This iteration of the Summer Course in Narrative Studies was held in July/August 2018. 40 PhDs, postdocs and seniors scholars took part. The overall rating of the course was 4,9 (on a scale from 1 to 5). Testimonial snippets from participants:
"Excellent course and wonderful experience"
"An amazing exchange of ideas"
"An academic paradise"
"Broadening my horizon in every possible direction"
"Worth far more than the cost – great value"
"Absolutely stunning location - it has been a real research retreat"
Professor Werner Wolf is chair of English and General Literature at the University of Graz/Austria. He is a founding member of the International Association for Word and Music Studies (WMA). His research focuses on transmedial narratology, literary theory (aesthetic illusion and narratology in particular), functions of literature, metareference in various arts and intermediality studies (relations and comparisons between literature and other media, notably music and the visual arts). Among his recent publications in English are "Transmedial Narratology: Theoretical Foundations and Some Applications (Fiction, Single Pictures, Instrumental Music)" in Narrative 25.3 (2017), Selected Essays on Intermediality by Werner Wolf (1992-2014): Theory and Typology, Literature - Music Relations, Transmedial Narratology, Miscellaneous Transmedial Phenomena (2018), , The Metareferential Turn in Contemporary Arts and Media: Forms, Functions, Attempts at Explanation (edited with Bantleon and Thoss, 2011), Immersion and Distance: Aesthetic Illusion in Literature and Other Media (edited with Bernhart and Mahler, 2013), and "Illusion (Aesthetic)" in Handbook of Narratology (2014).
Jason Mittell is Professor of Film & Media Culture and American Studies at Middlebury College. He is the author of Genre and Television: From Cop Shows to Cartoons in American Culture, (Routledge, 2004), Television and American Culture (Oxford University Press, 2010), Complex Television: The Poetics of Contemporary Television Storytelling (NYU Press, 2015), and Narrative Theory and ADAPTATION (Bloomsbury, 2017), co-author with Christian Keathley of The Videographic Essay (caboose books, 2016), and the co-editor of How to Watch Television (NYU Press, 2013). He maintains the blog Just TV. His research interests include television history and criticism, media and cultural history, narrative theory, genre theory, videographic criticism, animation and children’s media, videogames, digital humanities, and new media studies & technological convergence. He is Project Manager for [in]Transition, a journal of videographic criticism, and co-lead of the NEH-sponsored digital humanities workshop "Scholarship in Sound & Image" in 2015, 2017, and 2018, focused on producing video-based scholarly criticism.

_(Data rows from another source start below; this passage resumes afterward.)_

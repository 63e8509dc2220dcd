// Baseline simulation parameters
pub const BASE_SEED: u64 = 42;
pub const BATCH_SIZE: usize = 50_000;
pub const GROUPS_PER_SIZE: usize = 1_000_000;
pub const SHOT_SIGMA: f64 = 1.0;
pub const MIN_GROUP_SIZE: usize = 2;

// Lookup table axes
pub const TABLE_MIN_GROUP_SIZE: usize = 3;
pub const TABLE_MAX_GROUP_SIZE: usize = 25;
pub const TABLE_ES_STEP: f64 = 0.1;
pub const TABLE_ES_ROWS: usize = 20; // 0.1 to 2.0 MOA
pub const TABLE_PERCENTILES: [f64; 3] = [5.0, 50.0, 95.0];
pub const TABLE_DECIMALS: usize = 4;

pub const DISTRIBUTION_GROUP_SIZES: [usize; 4] = [3, 5, 10, 20];
pub const QQ_POINTS: usize = 1_000;

#[derive(Debug, thiserror::Error, PartialEq)]
pub enum ConfigError {
    #[error("invalid {name}: {reason}")]
    Invalid { name: &'static str, reason: String },
}

fn invalid(name: &'static str, reason: impl Into<String>) -> ConfigError {
    ConfigError::Invalid {
        name,
        reason: reason.into(),
    }
}

#[derive(Debug, Clone)]
pub struct SimulationConfig {
    pub base_seed: u64,
    pub batch_size: usize,
    pub n_groups: usize,
    pub sigma: f64,
}

impl Default for SimulationConfig {
    fn default() -> Self {
        Self {
            base_seed: BASE_SEED,
            batch_size: BATCH_SIZE,
            n_groups: GROUPS_PER_SIZE,
            sigma: SHOT_SIGMA,
        }
    }
}

impl SimulationConfig {
    /// Seed of the random stream used for groups of `n_shots`.
    #[inline]
    pub fn stream_seed(&self, n_shots: usize) -> u64 {
        self.base_seed.wrapping_add(n_shots as u64)
    }

    pub fn validate(&self) -> Result<(), ConfigError> {
        if self.n_groups < 1 {
            return Err(invalid("n_groups", "must be at least 1"));
        }
        if self.batch_size < 1 {
            return Err(invalid("batch_size", "must be at least 1"));
        }
        if !(self.sigma.is_finite() && self.sigma > 0.0) {
            return Err(invalid(
                "sigma",
                format!("must be finite and positive, got {}", self.sigma),
            ));
        }
        Ok(())
    }

    pub fn n_batches(&self) -> usize {
        self.n_groups.div_ceil(self.batch_size.max(1))
    }
}

#[derive(Debug, Clone)]
pub struct TableConfig {
    pub es_values: Vec<f64>,
    pub group_sizes: Vec<usize>,
}

impl Default for TableConfig {
    fn default() -> Self {
        Self {
            es_values: es_range(TABLE_ES_STEP, TABLE_ES_ROWS),
            group_sizes: (TABLE_MIN_GROUP_SIZE..=TABLE_MAX_GROUP_SIZE).collect(),
        }
    }
}

impl TableConfig {
    pub fn validate(&self) -> Result<(), ConfigError> {
        if self.es_values.is_empty() {
            return Err(invalid("es_values", "at least one ES value is required"));
        }
        if let Some(es) = self.es_values.iter().find(|es| !(es.is_finite() && **es >= 0.0)) {
            return Err(invalid(
                "es_values",
                format!("ES values must be finite and non-negative, got {es}"),
            ));
        }
        validate_group_sizes(&self.group_sizes)
    }

    pub fn n_cells(&self) -> usize {
        self.es_values.len() * self.group_sizes.len()
    }
}

#[derive(Debug, Clone)]
pub struct DistributionConfig {
    pub group_sizes: Vec<usize>,
    pub qq_points: usize,
}

impl Default for DistributionConfig {
    fn default() -> Self {
        Self {
            group_sizes: DISTRIBUTION_GROUP_SIZES.to_vec(),
            qq_points: QQ_POINTS,
        }
    }
}

impl DistributionConfig {
    pub fn validate(&self) -> Result<(), ConfigError> {
        if self.qq_points < 2 {
            return Err(invalid("qq_points", "must be at least 2"));
        }
        validate_group_sizes(&self.group_sizes)
    }
}

fn validate_group_sizes(group_sizes: &[usize]) -> Result<(), ConfigError> {
    if group_sizes.is_empty() {
        return Err(invalid("group_sizes", "at least one group size is required"));
    }
    if let Some(n) = group_sizes.iter().find(|n| **n < MIN_GROUP_SIZE) {
        return Err(invalid(
            "group_sizes",
            format!("group size {n} is below the minimum of {MIN_GROUP_SIZE} shots"),
        ));
    }
    Ok(())
}

/// `rows` ES values `step, 2*step, ...`, rounded to one decimal.
pub fn es_range(step: f64, rows: usize) -> Vec<f64> {
    (1..=rows)
        .map(|i| (step * i as f64 * 10.0).round() / 10.0)
        .collect()
}

#[cfg(test)]
mod tests {
    use super::*;

    #[test]
    fn test_defaults() {
        let sim = SimulationConfig::default();
        assert_eq!(sim.base_seed, 42);
        assert_eq!(sim.batch_size, 50_000);
        assert_eq!(sim.n_groups, 1_000_000);
        assert_eq!(sim.n_batches(), 20);
        assert!(sim.validate().is_ok());

        let table = TableConfig::default();
        assert_eq!(table.group_sizes.first(), Some(&3));
        assert_eq!(table.group_sizes.last(), Some(&25));
        assert_eq!(table.es_values.len(), 20);
        assert_eq!(table.es_values[0], 0.1);
        assert_eq!(table.es_values[2], 0.3);
        assert_eq!(table.es_values[19], 2.0);
        assert_eq!(table.n_cells(), 20 * 23);
        assert!(table.validate().is_ok());
    }

    #[test]
    fn test_stream_seed_depends_on_group_size() {
        let sim = SimulationConfig::default();
        assert_eq!(sim.stream_seed(5), 47);
        assert_ne!(sim.stream_seed(3), sim.stream_seed(4));
    }

    #[test]
    fn test_partial_last_batch() {
        let sim = SimulationConfig {
            n_groups: 120_001,
            ..SimulationConfig::default()
        };
        assert_eq!(sim.n_batches(), 3);
    }

    #[test]
    fn test_rejects_bad_simulation_config() {
        let zero_groups = SimulationConfig {
            n_groups: 0,
            ..SimulationConfig::default()
        };
        assert!(matches!(
            zero_groups.validate(),
            Err(ConfigError::Invalid { name: "n_groups", .. })
        ));

        let zero_batch = SimulationConfig {
            batch_size: 0,
            ..SimulationConfig::default()
        };
        assert!(matches!(
            zero_batch.validate(),
            Err(ConfigError::Invalid { name: "batch_size", .. })
        ));

        let bad_sigma = SimulationConfig {
            sigma: -1.0,
            ..SimulationConfig::default()
        };
        assert!(bad_sigma.validate().is_err());
    }

    #[test]
    fn test_rejects_single_shot_groups() {
        let table = TableConfig {
            group_sizes: vec![3, 1],
            ..TableConfig::default()
        };
        let err = table.validate().unwrap_err();
        assert!(err.to_string().contains("group size 1"), "{}", err);

        let dist = DistributionConfig {
            group_sizes: vec![],
            ..DistributionConfig::default()
        };
        assert!(dist.validate().is_err());
    }
}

Anna De Fina is Professor at the Department of Italian at Georgetown University. Her research focuses on the role of discourse and discursive genres in the representation/negotiation of self /other and the re-construction and communication of experience in three distinct, closely related areas: Narrative analysis, Discourse and identity, and Language and identity in immigrant communities. She is the author of Identity in Narrative: a Study of Immigrant discourse (2003), and co-editor with Bamberg and Schiffrin of Selves and Identities in Narratives and Discourse (2008), as well as co-editor with Georgakopoulou of Analyzing Narrative: Discourse and Sociolinguistic Perspectives, (2011) and The Handbook of Narrative Analysis (2015).
Jan Christoph Meister is Professor of Digital Humanities at University of Hamburg with core areas Modern German Literature and Text Analysis. He is the author of Computing Action. A Narratological Approach (2003), co-editor with Hühn, Pier, and Schmid of Handbook of Narratology. 2nd Edition, (2014), and co-editor with Kindt and Schernus of Narratology beyond Literary Criticism. Mediality, Disciplinarity(2005).